While international and corporate organisations are rendering humanitarian aid to rejig the region’s education sector, state governments and parents are being buoyed to step up efforts in that regard.
Zulum has been fronting the campaign of getting the out-of-school children back in class.
The governor while enrolling some children from Guzamala and Abadam Local Government areas in northern Borno, said the government would continue to provide functional schools and improve social welfare.
He appealed to parents to allow their children to enrol in schools, whether western or combined curriculum of Islamic and Western education.
The governor urged secondary school students in Damasak, especially those preparing for higher education to remain focused in their studies, pledging support for them.
“He promised all of them the government support to help them actualize their dreams in life,” the statement read.

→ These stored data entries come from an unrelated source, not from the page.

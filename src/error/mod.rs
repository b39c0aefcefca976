//! Error model subsystem.
//!
//! # Data Flow
//! ```text
//! handler / hook failure (BoxError, String, JSON value, H3Error)
//!     → normalize.rs (coerce into H3Error, keep the cause reachable)
//!     → sanitize.rs (status code range, status message charset)
//!     → H3Error::response_body (JSON wire shape)
//!     → response serialization
//! ```
//!
//! # Design Decisions
//! - `H3Error` is recognized by downcasting, not by where it was constructed
//! - Normalization never fails and never panics
//! - Internal `message` text is never part of the client-facing body

pub mod normalize;
pub mod sanitize;

use std::backtrace::{Backtrace, BacktraceStatus};
use std::error::Error as StdError;
use std::fmt;
use std::sync::Arc;

use serde::Serialize;
use serde_json::Value;

pub use normalize::{is_h3_error, normalize_error, ErrorInput, ThrownValue};
pub use sanitize::{sanitize_status_code, sanitize_status_message, sanitize_status_value};

/// Error type produced by handlers and hooks.
pub type BoxError = Box<dyn StdError + Send + Sync>;

/// Status code used when nothing better is known.
pub const DEFAULT_STATUS_CODE: u16 = 500;

/// An error carrying HTTP semantics.
#[derive(Debug, Clone)]
pub struct H3Error {
    message: String,
    status_code: u16,
    status_message: Option<String>,
    fatal: bool,
    unhandled: bool,
    data: Option<Value>,
    cause: Option<Arc<dyn StdError + Send + Sync>>,
    stack: Option<String>,
}

impl H3Error {
    /// Create a 500 error with an internal message.
    pub fn new(message: impl Into<String>) -> Self {
        let message = message.into();
        let stack = Some(capture_stack(&message));
        Self {
            message,
            status_code: DEFAULT_STATUS_CODE,
            status_message: None,
            fatal: false,
            unhandled: false,
            data: None,
            cause: None,
            stack,
        }
    }

    /// Create an error with a status code and client-visible status message.
    pub fn with_status(status_code: u16, status_message: impl Into<String>) -> Self {
        let status_message = status_message.into();
        Self::new(status_message.clone())
            .with_status_code(status_code)
            .with_status_message(status_message)
    }

    /// 404 for a request no route could handle.
    pub fn not_found(method: &str, path: &str) -> Self {
        Self::with_status(
            404,
            format!("Cannot find any route matching [{method}] {path}"),
        )
    }

    /// Set the status code; out-of-range values fall back to 500.
    pub fn with_status_code(mut self, code: u16) -> Self {
        self.status_code = sanitize_status_code(code, DEFAULT_STATUS_CODE);
        self
    }

    /// Set the client-visible status message.
    pub fn with_status_message(mut self, message: impl Into<String>) -> Self {
        self.status_message = Some(normalize::clean_status_message(&message.into()));
        self
    }

    pub fn with_data(mut self, data: Value) -> Self {
        self.data = Some(data);
        self
    }

    pub fn with_fatal(mut self, fatal: bool) -> Self {
        self.fatal = fatal;
        self
    }

    pub fn with_unhandled(mut self, unhandled: bool) -> Self {
        self.unhandled = unhandled;
        self
    }

    /// Chain the original failure.
    pub fn with_cause<E>(mut self, cause: E) -> Self
    where
        E: StdError + Send + Sync + 'static,
    {
        self.cause = Some(Arc::new(cause));
        self
    }

    pub fn message(&self) -> &str {
        &self.message
    }

    pub fn status_code(&self) -> u16 {
        self.status_code
    }

    pub fn status_message(&self) -> Option<&str> {
        self.status_message.as_deref()
    }

    pub fn is_fatal(&self) -> bool {
        self.fatal
    }

    pub fn is_unhandled(&self) -> bool {
        self.unhandled
    }

    pub fn data(&self) -> Option<&Value> {
        self.data.as_ref()
    }

    pub fn cause(&self) -> Option<&(dyn StdError + Send + Sync + 'static)> {
        self.cause.as_deref()
    }

    pub fn stack(&self) -> Option<&str> {
        self.stack.as_deref()
    }

    pub(crate) fn set_stack(&mut self, stack: Option<String>) {
        self.stack = stack;
    }

    pub(crate) fn set_cause(&mut self, cause: Arc<dyn StdError + Send + Sync>) {
        self.cause = Some(cause);
    }

    pub(crate) fn set_raw_status_code(&mut self, code: u16) {
        self.status_code = code;
    }

    pub(crate) fn set_raw_status_message(&mut self, message: Option<String>) {
        self.status_message = message;
    }

    /// Plain JSON view: `{message, statusCode, statusMessage?, data?}`.
    pub fn to_json(&self) -> Value {
        serde_json::to_value(self).unwrap_or(Value::Null)
    }

    /// Body sent to clients. The stack is only included in debug mode.
    pub fn response_body(&self, debug: bool) -> ErrorBody {
        let stack = if debug {
            Some(
                self.stack
                    .as_deref()
                    .unwrap_or_default()
                    .split('\n')
                    .map(|line| line.trim().to_string())
                    .collect(),
            )
        } else {
            None
        };

        ErrorBody {
            status_code: self.status_code,
            status_message: self.status_message.clone(),
            data: self.data.clone(),
            stack,
        }
    }
}

impl fmt::Display for H3Error {
    fn fmt(&self, f: &mut fmt::Formatter<'_>) -> fmt::Result {
        if !self.message.is_empty() {
            write!(f, "{}", self.message)
        } else if let Some(status_message) = &self.status_message {
            write!(f, "{}", status_message)
        } else {
            write!(f, "HTTP error {}", self.status_code)
        }
    }
}

impl StdError for H3Error {
    fn source(&self) -> Option<&(dyn StdError + 'static)> {
        self.cause
            .as_deref()
            .map(|cause| cause as &(dyn StdError + 'static))
    }
}

impl Serialize for H3Error {
    fn serialize<S: serde::Serializer>(&self, serializer: S) -> Result<S::Ok, S::Error> {
        #[derive(Serialize)]
        #[serde(rename_all = "camelCase")]
        struct Plain<'a> {
            message: &'a str,
            status_code: u16,
            #[serde(skip_serializing_if = "Option::is_none")]
            status_message: Option<&'a str>,
            #[serde(skip_serializing_if = "Option::is_none")]
            data: Option<&'a Value>,
        }

        Plain {
            message: &self.message,
            status_code: sanitize_status_code(self.status_code, DEFAULT_STATUS_CODE),
            status_message: self.status_message.as_deref(),
            data: self.data.as_ref(),
        }
        .serialize(serializer)
    }
}

/// Error JSON wire shape: `{statusCode, statusMessage?, data?, stack?}`.
#[derive(Debug, Clone, PartialEq, Serialize)]
#[serde(rename_all = "camelCase")]
pub struct ErrorBody {
    pub status_code: u16,
    #[serde(skip_serializing_if = "Option::is_none")]
    pub status_message: Option<String>,
    #[serde(skip_serializing_if = "Option::is_none")]
    pub data: Option<Value>,
    #[serde(skip_serializing_if = "Option::is_none")]
    pub stack: Option<Vec<String>>,
}

fn capture_stack(message: &str) -> String {
    let backtrace = Backtrace::capture();
    match backtrace.status() {
        BacktraceStatus::Captured => format!("H3Error: {message}\n{backtrace}"),
        _ => format!("H3Error: {message}"),
    }
}

#[cfg(test)]
mod tests {
    use super::*;
    use serde_json::json;

    #[test]
    fn test_defaults() {
        let err = H3Error::new("boom");
        assert_eq!(err.status_code(), 500);
        assert_eq!(err.message(), "boom");
        assert!(err.status_message().is_none());
        assert!(!err.is_fatal());
        assert!(!err.is_unhandled());
        assert_eq!(err.to_string(), "boom");
    }

    #[test]
    fn test_builder_sanitizes() {
        let err = H3Error::new("x")
            .with_status_code(42)
            .with_status_message("Bad\nThing");
        assert_eq!(err.status_code(), 500);
        assert_eq!(err.status_message(), Some("BadThing"));
    }

    #[test]
    fn test_plain_json_omits_cause_and_stack() {
        let err = H3Error::with_status(400, "Bad Request")
            .with_data(json!({"field": "name"}))
            .with_cause(H3Error::new("inner"));
        let plain = err.to_json();
        assert_eq!(
            plain,
            json!({
                "message": "Bad Request",
                "statusCode": 400,
                "statusMessage": "Bad Request",
                "data": {"field": "name"}
            })
        );
    }

    #[test]
    fn test_response_body_stack_only_in_debug() {
        let err = H3Error::new("internal detail");
        let body = serde_json::to_value(err.response_body(false)).unwrap();
        assert_eq!(body, json!({"statusCode": 500}));

        let debug = err.response_body(true);
        let stack = debug.stack.expect("stack in debug mode");
        assert_eq!(stack[0], "H3Error: internal detail");
    }

    #[test]
    fn test_source_is_cause() {
        let err = H3Error::new("outer").with_cause(H3Error::new("inner"));
        let source = err.source().expect("cause");
        assert_eq!(source.to_string(), "inner");
    }

    #[test]
    fn test_not_found_message() {
        let err = H3Error::not_found("GET", "/missing");
        assert_eq!(err.status_code(), 404);
        assert!(err.status_message().unwrap().contains("/missing"));
    }
}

The governor who travelled with Abubakar Kyari, a senator representing northern Borno, also distributed some materials such as water pumps, fertilizer, seeds, chemicals and N5000 cash to each of 1,200 irrigation farmers embarking on food cultivation this dry season.
Zulum also supervised the distribution of food to 10,000 internally displaced families in need of support.
Each of the 10,000 families received 25kg of rice,25kg of beans, 25kg of maize and five litres of cooking oil as part of interventions before they can generate livelihoods for themselves in Damasak,” the statement said.